T_{I/O} = T_{seek} + T_{rotation} + T_{transfer}

• Rate of the I/O:

R_{I/O} = Transfer_{ize} \: / \: T_{I/O} 

• Sequential access = faster, random = slower
• Disk scheduling policies: -> SSTF (Shortest Seek Time First) - suffers from starvation -> SCAN / C-SCAN (elevator algorithm) - Move across the disk from inner to outer tracks (or the other way around)i.e., do a disk sweep -> SPTF (Shortest Positioning Time First)
• In disk scheduling, we can estimate the seek time and rotational delay of a given request, thus, having an idea of the time required to serve it
• I/O merging: Requests to contiguous sectors/blocks are typically merged by the OS before being sent to disk
• Therefore, in many cases, the OS waits (queues) some I/O requests from programs (i.e., it follows a non-work-conserving approach) before issuing these to the disk. Not issuing requests immediately (i.e., not following a work-conserving approach), allows for scheduling and merging optimizations

SSD

• Based on NAND flash (no moving parts).

• Bits are stored on transistors -> No arm seek time or head rotation time! -> No mechanical errors (e.g., head crashes)

• Organized in blocks and pages.

• Read = fast; Write requires erasing whole blocks (slower).
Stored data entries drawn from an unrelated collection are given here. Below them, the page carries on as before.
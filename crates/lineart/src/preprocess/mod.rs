//! Photo to line-art preprocessing.
//!
//! [`LineArtPreprocessor`] turns an arbitrary photo into a binary outline
//! (pure black lines on pure white) at a fixed working resolution. The
//! central property is that outlines stay closed: a thin dark stroke in
//! the input produces one continuous band, so a flood fill seeded inside
//! a shape cannot leak out.
//!
//! Tuning lives in [`LineArtOptions`]; every stage is also available on
//! its own through [`crate::raster`], [`crate::edge`] and
//! [`crate::morphology`].

mod options;
mod preprocessor;

pub use options::{
    LineArtOptions, DEFAULT_BLUR_SIGMA, DEFAULT_DARK_CUTOFF, DEFAULT_DILATE_RINGS,
    DEFAULT_MIN_DARK_NEIGHBORS, DEFAULT_POLARITY_GRID_STEP, DEFAULT_POLARITY_RATIO,
    DEFAULT_STRENGTH, DEFAULT_WORKING_SIZE,
};
pub use preprocessor::{LineArtPreprocessor, StagedLineArt, LINE_COLOR, PAPER_COLOR};
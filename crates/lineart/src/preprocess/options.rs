//! Line-art preprocessing options.
//!
//! This module provides the [`LineArtOptions`] struct that tunes the
//! photo-to-outline pipeline.

/// Longest edge of the working raster, in pixels.
pub const DEFAULT_WORKING_SIZE: u32 = 1024;

/// Outline strength used when none is supplied (0..=100).
pub const DEFAULT_STRENGTH: u8 = 50;

/// Standard deviation of the pre-edge blur.
pub const DEFAULT_BLUR_SIGMA: f32 = 1.0;

/// Blurred luminance at or below which a pixel is "very dark" and counts
/// as line regardless of gradient.
pub const DEFAULT_DARK_CUTOFF: u8 = 80;

/// Line pixels with fewer line 8-neighbors than this are removed as noise.
pub const DEFAULT_MIN_DARK_NEIGHBORS: u8 = 2;

/// Invert when line pixels outnumber background by more than this ratio.
pub const DEFAULT_POLARITY_RATIO: f32 = 2.0;

/// Grid spacing used when sampling for polarity.
pub const DEFAULT_POLARITY_GRID_STEP: u32 = 4;

/// Rings of dilation applied to the final lines.
pub const DEFAULT_DILATE_RINGS: u32 = 1;

/// Configuration for [`LineArtPreprocessor`](super::LineArtPreprocessor).
///
/// # Defaults
///
/// - Working size: 1024 (longest edge)
/// - Strength: 50
/// - Blur sigma: 1.0
/// - Dark cutoff: 80
/// - Despeckle minimum: 2 neighbors
/// - Polarity: invert above 2:1, sampled every 4th pixel
/// - Dilation: 1 ring
///
/// # Example
///
/// ```
/// use lineart::LineArtOptions;
///
/// let options = LineArtOptions::new()
///     .working_size(512)
///     .strength(80);
/// assert_eq!(options.working_size, 512);
/// assert_eq!(options.strength, 80);
/// ```
#[derive(Debug, Clone, PartialEq)]
pub struct LineArtOptions {
    /// Longest edge after the resize stage. Smaller inputs are upscaled.
    pub working_size: u32,

    /// Outline strength, 0..=100. Higher strength lowers the gradient
    /// threshold and yields more lines.
    pub strength: u8,

    /// Gaussian blur sigma applied before edge detection. 0 disables blur.
    pub blur_sigma: f32,

    /// Blurred luminance cutoff for solid dark regions.
    pub dark_cutoff: u8,

    /// Minimum line neighbors kept by the despeckle stage.
    pub min_dark_neighbors: u8,

    /// Polarity inversion ratio.
    pub polarity_ratio: f32,

    /// Polarity sampling grid step.
    pub polarity_grid_step: u32,

    /// Dilation rings applied last.
    pub dilate_rings: u32,
}

impl Default for LineArtOptions {
    fn default() -> Self {
        Self {
            working_size: DEFAULT_WORKING_SIZE,
            strength: DEFAULT_STRENGTH,
            blur_sigma: DEFAULT_BLUR_SIGMA,
            dark_cutoff: DEFAULT_DARK_CUTOFF,
            min_dark_neighbors: DEFAULT_MIN_DARK_NEIGHBORS,
            polarity_ratio: DEFAULT_POLARITY_RATIO,
            polarity_grid_step: DEFAULT_POLARITY_GRID_STEP,
            dilate_rings: DEFAULT_DILATE_RINGS,
        }
    }
}

impl LineArtOptions {
    /// Create options with default values.
    #[inline]
    pub fn new() -> Self {
        Self::default()
    }

    /// Set the working size (longest edge in pixels).
    #[inline]
    pub fn working_size(mut self, size: u32) -> Self {
        self.working_size = size;
        self
    }

    /// Set the outline strength. Values above 100 are clamped.
    #[inline]
    pub fn strength(mut self, strength: u8) -> Self {
        self.strength = strength.min(crate::edge::MAX_STRENGTH);
        self
    }

    #[inline]
    pub fn blur_sigma(mut self, sigma: f32) -> Self {
        self.blur_sigma = sigma.max(0.0);
        self
    }

    #[inline]
    pub fn dark_cutoff(mut self, cutoff: u8) -> Self {
        self.dark_cutoff = cutoff;
        self
    }

    #[inline]
    pub fn min_dark_neighbors(mut self, neighbors: u8) -> Self {
        self.min_dark_neighbors = neighbors;
        self
    }

    /// Set the polarity ratio and sampling step.
    #[inline]
    pub fn polarity(mut self, ratio: f32, grid_step: u32) -> Self {
        self.polarity_ratio = ratio;
        self.polarity_grid_step = grid_step.max(1);
        self
    }

    #[inline]
    pub fn dilate_rings(mut self, rings: u32) -> Self {
        self.dilate_rings = rings;
        self
    }
}
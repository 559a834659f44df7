use super::stroke::StrokePoint;

/// Maps between view space (where taps land) and image space.
///
/// The image is fitted into the view preserving aspect ratio, centered,
/// then scaled by `zoom` around the view center and shifted by `pan`.
#[derive(Debug, Clone, Copy, PartialEq)]
pub struct ViewTransform {
    pub image_width: u32,
    pub image_height: u32,
    pub view_width: f32,
    pub view_height: f32,
    pub zoom: f32,
    pub pan_x: f32,
    pub pan_y: f32,
}

impl ViewTransform {
    /// Fitted, unzoomed, unpanned transform
    pub fn fit(image_width: u32, image_height: u32, view_width: f32, view_height: f32) -> Self {
        Self {
            image_width,
            image_height,
            view_width,
            view_height,
            zoom: 1.0,
            pan_x: 0.0,
            pan_y: 0.0,
        }
    }

    pub fn with_zoom(mut self, zoom: f32) -> Self {
        if zoom.is_finite() && zoom > 0.0 {
            self.zoom = zoom;
        }
        self
    }

    pub fn with_pan(mut self, pan_x: f32, pan_y: f32) -> Self {
        self.pan_x = pan_x;
        self.pan_y = pan_y;
        self
    }

    /// View pixels per image pixel
    pub fn scale(&self) -> f32 {
        if self.image_width == 0 || self.image_height == 0 {
            return 0.0;
        }
        let fit = (self.view_width / self.image_width as f32)
            .min(self.view_height / self.image_height as f32);
        fit * self.zoom
    }

    fn origin(&self) -> (f32, f32) {
        let scale = self.scale();
        (
            (self.view_width - self.image_width as f32 * scale) / 2.0 + self.pan_x,
            (self.view_height - self.image_height as f32 * scale) / 2.0 + self.pan_y,
        )
    }

    /// Continuous image-space point for a view point, `None` outside the image
    pub fn to_image_point(&self, view_x: f32, view_y: f32) -> Option<StrokePoint> {
        let scale = self.scale();
        if scale <= 0.0 {
            return None;
        }
        let (ox, oy) = self.origin();
        let x = (view_x - ox) / scale;
        let y = (view_y - oy) / scale;
        let inside = x >= 0.0
            && y >= 0.0
            && x < self.image_width as f32
            && y < self.image_height as f32;
        inside.then_some(StrokePoint::new(x, y))
    }

    /// Pixel under a view point, `None` outside the image
    pub fn to_image(&self, view_x: f32, view_y: f32) -> Option<(u32, u32)> {
        self.to_image_point(view_x, view_y)
            .map(|p| (p.x.floor() as u32, p.y.floor() as u32))
    }

    /// View position of an image-space point
    pub fn to_view(&self, point: StrokePoint) -> (f32, f32) {
        let scale = self.scale();
        let (ox, oy) = self.origin();
        (ox + point.x * scale, oy + point.y * scale)
    }
}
• Erasing a block also wears out the lifespan of the SSD drive. Each block can only be erased and programmed a certain amount of times

• Wear leveling spreads writes to avoid wearing out specific blocks.

• Managed by Flash Translation Layer (FTL)(maps logical addresses (device interface) to the corresponding physical blocks and pages (flash chips)) and Garbage Collector (GC)(tracks unused pages and erases blocks).

• Data structures for the FTL and GC, along with data caches, are kept on volatile memory (SRAM) at the device

• Disks can fail: -> Fail-stop: disk dies entirely -> Latent Sector Errors (LSEs), corruption, misdirected/lost writes

• Use checksums, ECC, scrubbing for early detection.

Redundant Array of Inexpensive Disks - RAID

• Technique that uses multiple disks in concert to build a faster, bigger and more reliable disk system

• Externally looks like only one disk - transparency

• Internally requires multiple disks

• RAID level 0: Blocks (e.g., 4KB) are spread across several disks in a round-robin fashion

• RAID level 1: Blocks are copied across multiple disks (it can be combined with RAID level 0)

• RAID level 4: Adds a parity disk. This disk holds a parity block (calculated with XOR) for each stripe of blocks

• RAID level 5: Spreads parity blocks across the RAID disks